PhD, University of Minnesota, 1989

406 Meliora Hall
kroseng2@ur.rochester.edu

Office Hours: By appointment


Research Overview

Professor Rosengren will not be accepting graduate student applications for the 2024-2025 academic year.

The focus of my work is on change: How children think about changes in the world surrounding them and how children and adults adapt to changes in their local environment in order to act safely and effectively. These topics divide into three lines of research:

       I have long been fascinated with how children reason about objects and events in the world and how they can differentiate between things that are possible in the real world with those that aren't. This let me to examine children's understanding magic, fantasy, biological changes such as growth and metamorphosis, and children's understanding of death

       In the motor domain, I have primarily been interested in how children and adults maintain balance and effectively more through the world. I have conducted research on how children and adults control their balance, how specific experiences such as learning T'ai chi lead to improvements in the way older adults more, and how factors such as the equipment and fatigue influence firefighters' balance and walking.

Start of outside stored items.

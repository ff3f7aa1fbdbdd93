//! Summary widget markup and settings deep links.

use html_escape::{encode_double_quoted_attribute as attr, encode_text as text};
use serde::Serialize;

use crate::config::{PageNavigatorOptions, MODULE_ID, OPT_SHOW_LINK};
use crate::types::PrimaryItemRef;

// =============================================================================
// Settings Links
// =============================================================================

/// Settings-navigation collaborator
pub trait SettingsLinks {
    /// URL hash that opens the settings UI scrolled to `option_key`.
    fn url_hash(&self, module_id: &str, option_key: &str) -> String;
}

/// `#res:settings/<module>/<option>`
#[derive(Debug, Clone, Copy, Default)]
pub struct SettingsHash;

impl SettingsLinks for SettingsHash {
    fn url_hash(&self, module_id: &str, option_key: &str) -> String {
        format!("#res:settings/{}/{}", module_id, option_key)
    }
}

// =============================================================================
// Summary Record
// =============================================================================

/// Everything the template needs to render the widget
#[derive(Debug, Clone, PartialEq, Eq, Serialize)]
#[serde(rename_all = "camelCase")]
pub struct SummaryRecord {
    pub link_id: String,
    pub thumbnail_src: Option<String>,
    pub link_href: String,
    pub link_new_tab: bool,
    pub title: String,
    pub domain_href: String,
    pub domain: String,
    pub time: String,
    pub author_href: String,
    pub author: String,
    pub settings_hash: String,
}

impl SummaryRecord {
    pub fn from_item<L: SettingsLinks>(
        item: &PrimaryItemRef,
        options: &PageNavigatorOptions,
        links: &L,
    ) -> Self {
        Self {
            link_id: item.id().to_string(),
            thumbnail_src: item.thumbnail_url().map(str::to_string),
            link_href: item.title_url().to_string(),
            link_new_tab: options.link_new_tab(),
            title: item.title().to_string(),
            domain_href: item.domain_url().to_string(),
            domain: item.domain_text().to_string(),
            time: item.post_time().to_string(),
            author_href: item.author_url().to_string(),
            author: item.author().to_string(),
            settings_hash: links.url_hash(MODULE_ID, OPT_SHOW_LINK),
        }
    }
}

// =============================================================================
// Templates
// =============================================================================

/// Templating collaborator
pub trait WidgetTemplate {
    fn render(&self, record: &SummaryRecord) -> String;
}

/// Built-in markup for the summary widget.
///
/// The container has no padding; see [`crate::dom`] for why.
#[derive(Debug, Clone, Copy, Default)]
pub struct SummaryTemplate;

impl WidgetTemplate for SummaryTemplate {
    fn render(&self, r: &SummaryRecord) -> String {
        let target = if r.link_new_tab { r#" target="_blank" rel="noopener""# } else { "" };
        let thumbnail = match &r.thumbnail_src {
            Some(src) => format!(
                r#"<img class="res-show-link-thumbnail" src="{}" alt="">"#,
                attr(src)
            ),
            None => String::new(),
        };

        format!(
            concat!(
                r#"<div class="res-show-link" data-link-id="{id}">"#,
                r#"<div class="res-show-link-content">"#,
                "{thumbnail}",
                r#"<a class="res-show-link-title" href="{href}"{target}>{title}</a>"#,
                r#" <span class="domain">(<a href="{domain_href}">{domain}</a>)</span>"#,
                r#"<p class="res-show-link-tagline">submitted <time>{time}</time>"#,
                r#" by <a class="author" href="{author_href}">{author}</a></p>"#,
                "</div>",
                r#"<a class="res-show-link-settings gearIcon" href="{settings}" title="settings"></a>"#,
                "</div>"
            ),
            id = attr(&r.link_id),
            thumbnail = thumbnail,
            href = attr(&r.link_href),
            target = target,
            title = text(&r.title),
            domain_href = attr(&r.domain_href),
            domain = text(&r.domain),
            time = text(&r.time),
            author_href = attr(&r.author_href),
            author = text(&r.author),
            settings = attr(&r.settings_hash),
        )
    }
}
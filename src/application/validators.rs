use validator::ValidateEmail;

/// Validates that the input looks like a valid email address
pub fn is_valid_email(email: &str) -> bool {
    let email = email.trim();
    !email.is_empty() && email.validate_email()
}
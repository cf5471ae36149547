use std::collections::{BTreeMap, HashMap, HashSet};

use async_trait::async_trait;
use tokio::sync::RwLock;

use crate::{
    app_error::{AppError, AppResult},
    application::ports::store::Store,
    domain::entities::{
        customer::Customer, invoice::Invoice, payment_method::PaymentMethod,
        resource::Resource, subscription::Subscription,
    },
};

#[derive(Default)]
struct State {
    customers: HashMap<String, Customer>,
    invoices: HashMap<String, Invoice>,
    // Ordered by id so listings are stable.
    payment_methods: BTreeMap<String, PaymentMethod>,
    subscriptions: HashMap<String, Subscription>,
    events: HashSet<String>,
}

/// Store kept entirely in process memory. Every write holds the one lock, so
/// per-customer writes are trivially serialised.
#[derive(Default)]
pub struct InMemoryStore {
    state: RwLock<State>,
}

impl InMemoryStore {
    pub fn new() -> Self {
        Self::default()
    }
}

#[async_trait]
impl Store for InMemoryStore {
    async fn lookup_customer(&self, email: &str) -> AppResult<Option<Customer>> {
        let state = self.state.read().await;
        Ok(state
            .customers
            .values()
            .find(|c| c.email() == email)
            .cloned())
    }

    async fn lookup_invoice(
        &self,
        customer: &Customer,
        number: &str,
    ) -> AppResult<Option<Invoice>> {
        let state = self.state.read().await;
        Ok(state
            .invoices
            .values()
            .find(|i| i.customer_id() == customer.id() && i.number() == Some(number))
            .cloned())
    }

    async fn subscription(&self, customer: &Customer) -> AppResult<Option<Subscription>> {
        let state = self.state.read().await;
        Ok(state
            .subscriptions
            .values()
            .filter(|s| s.customer_id() == customer.id())
            .max_by_key(|s| s.started_at())
            .cloned())
    }

    async fn default_payment_method(
        &self,
        customer: &Customer,
    ) -> AppResult<Option<PaymentMethod>> {
        let state = self.state.read().await;
        Ok(state
            .payment_methods
            .values()
            .find(|pm| pm.customer_id() == Some(customer.id()) && pm.is_default())
            .cloned())
    }

    async fn invoices(&self, customer: &Customer) -> AppResult<Vec<Invoice>> {
        let state = self.state.read().await;
        let mut invoices: Vec<Invoice> = state
            .invoices
            .values()
            .filter(|i| i.customer_id() == customer.id())
            .cloned()
            .collect();
        invoices.sort_by(|a, b| {
            b.created_at()
                .cmp(&a.created_at())
                .then_with(|| b.id().cmp(a.id()))
        });
        Ok(invoices)
    }

    async fn payment_methods(&self, customer: &Customer) -> AppResult<Vec<PaymentMethod>> {
        let state = self.state.read().await;
        Ok(state
            .payment_methods
            .values()
            .filter(|pm| pm.customer_id() == Some(customer.id()))
            .cloned()
            .collect())
    }

    async fn put(&self, resource: Resource<'_>) -> AppResult<()> {
        let mut state = self.state.write().await;
        match resource {
            Resource::Customer(customer) => {
                let taken = state
                    .customers
                    .values()
                    .any(|c| c.email() == customer.email() && c.id() != customer.id());
                if taken {
                    return Err(AppError::InvalidInput(
                        "A record with this value already exists".into(),
                    ));
                }
                state
                    .customers
                    .insert(customer.id().to_string(), customer.clone());
            }
            Resource::Invoice(invoice) => {
                state
                    .invoices
                    .insert(invoice.id().to_string(), invoice.clone());
            }
            Resource::PaymentMethod(pm) => {
                let customer_id = pm.customer_id().ok_or_else(|| {
                    AppError::InvalidInput(format!("payment method {} has no customer", pm.id()))
                })?;
                if pm.is_default() {
                    for other in state.payment_methods.values_mut() {
                        if other.customer_id() == Some(customer_id) && other.id() != pm.id() {
                            other.set_default(false);
                        }
                    }
                }
                state
                    .payment_methods
                    .insert(pm.id().to_string(), pm.clone());
            }
            Resource::Subscription(subscription) => {
                state
                    .subscriptions
                    .insert(subscription.id().to_string(), subscription.clone());
            }
        }
        Ok(())
    }

    async fn remove(&self, resource: Resource<'_>) -> AppResult<()> {
        let mut state = self.state.write().await;
        let id = resource.id();
        match resource {
            Resource::Customer(_) => {
                state.customers.remove(id);
            }
            Resource::Invoice(_) => {
                state.invoices.remove(id);
            }
            Resource::PaymentMethod(_) => {
                state.payment_methods.remove(id);
            }
            Resource::Subscription(_) => {
                state.subscriptions.remove(id);
            }
        }
        Ok(())
    }

    async fn log_event(&self, event_id: &str) -> AppResult<()> {
        let mut state = self.state.write().await;
        if !state.events.insert(event_id.to_string()) {
            return Err(AppError::DuplicateEvent);
        }
        Ok(())
    }

    async fn customer_by_id(&self, customer_id: &str) -> AppResult<Option<Customer>> {
        let state = self.state.read().await;
        Ok(state.customers.get(customer_id).cloned())
    }

    async fn payment_method_by_id(
        &self,
        payment_method_id: &str,
    ) -> AppResult<Option<PaymentMethod>> {
        let state = self.state.read().await;
        Ok(state.payment_methods.get(payment_method_id).cloned())
    }
}
use std::collections::{HashMap, HashSet};
use std::future::Future;
use std::path::Path;
use std::sync::{Arc, PoisonError, RwLock};

use thiserror::Error;
use tokio::io::{AsyncBufRead, AsyncBufReadExt, BufReader};
use tokio::sync::{Semaphore, mpsc};
use tracing::instrument;

use crate::{
    app_error::{AppError, AppResult},
    application::ports::payment_provider::PaymentProviderPort,
    domain::entities::{price::Price, reference::ReferenceEntity, tax_rate::TaxRate},
};

// ============================================================================
// Constants
// ============================================================================

/// Added to the hardware parallelism when sizing the fetch semaphore.
pub const DEFAULT_LOADER_HEADROOM: usize = 10;

const ERROR_CHANNEL_CAPACITY: usize = 16;

/// A single id that could not be fetched. Never aborts the batch.
#[derive(Error, Debug)]
#[error("failed to load reference {id}: {source}")]
pub struct ReferenceLoadError {
    pub id: String,
    #[source]
    pub source: AppError,
}

/// Outcome counts of one load.
#[derive(Debug, Clone, Copy, Default, PartialEq, Eq)]
pub struct LoadReport {
    pub requested: usize,
    pub failed: usize,
    pub added: usize,
}

/// Read reference ids, one per line. Blank lines and lines starting with `#`
/// (after leading whitespace) are skipped; ids are trimmed.
pub async fn parse_reference_ids<R>(reader: R) -> AppResult<Vec<String>>
where
    R: AsyncBufRead + Unpin,
{
    let mut lines = reader.lines();
    let mut ids = Vec::new();
    while let Some(line) = lines
        .next_line()
        .await
        .map_err(|e| AppError::InvalidInput(format!("failed to read reference ids: {}", e)))?
    {
        let line = line.trim();
        if line.is_empty() || line.starts_with('#') {
            continue;
        }
        ids.push(line.to_string());
    }
    Ok(ids)
}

       Most behavior emerges from the complex interaction of different factors with the individual child, the task they are confronted with, and then the environment they are in. I have two lines of research that look at how cognitive and motor development interact over childhood. The first area focusing on children's action errors - where young children (and sometimes adults!) attempt to perform an action on an object that cannot be successfully completed because the object is too small (scale error), the object is depicted in a photograph (grasping error), or the object is available on digital media (media errors). The second area focuses on the development of children's drawings. Children's drawings have long been used in a wide range of assessments, focusing primarily on the final drawing. My work investigates the underlying processes that influence the final product.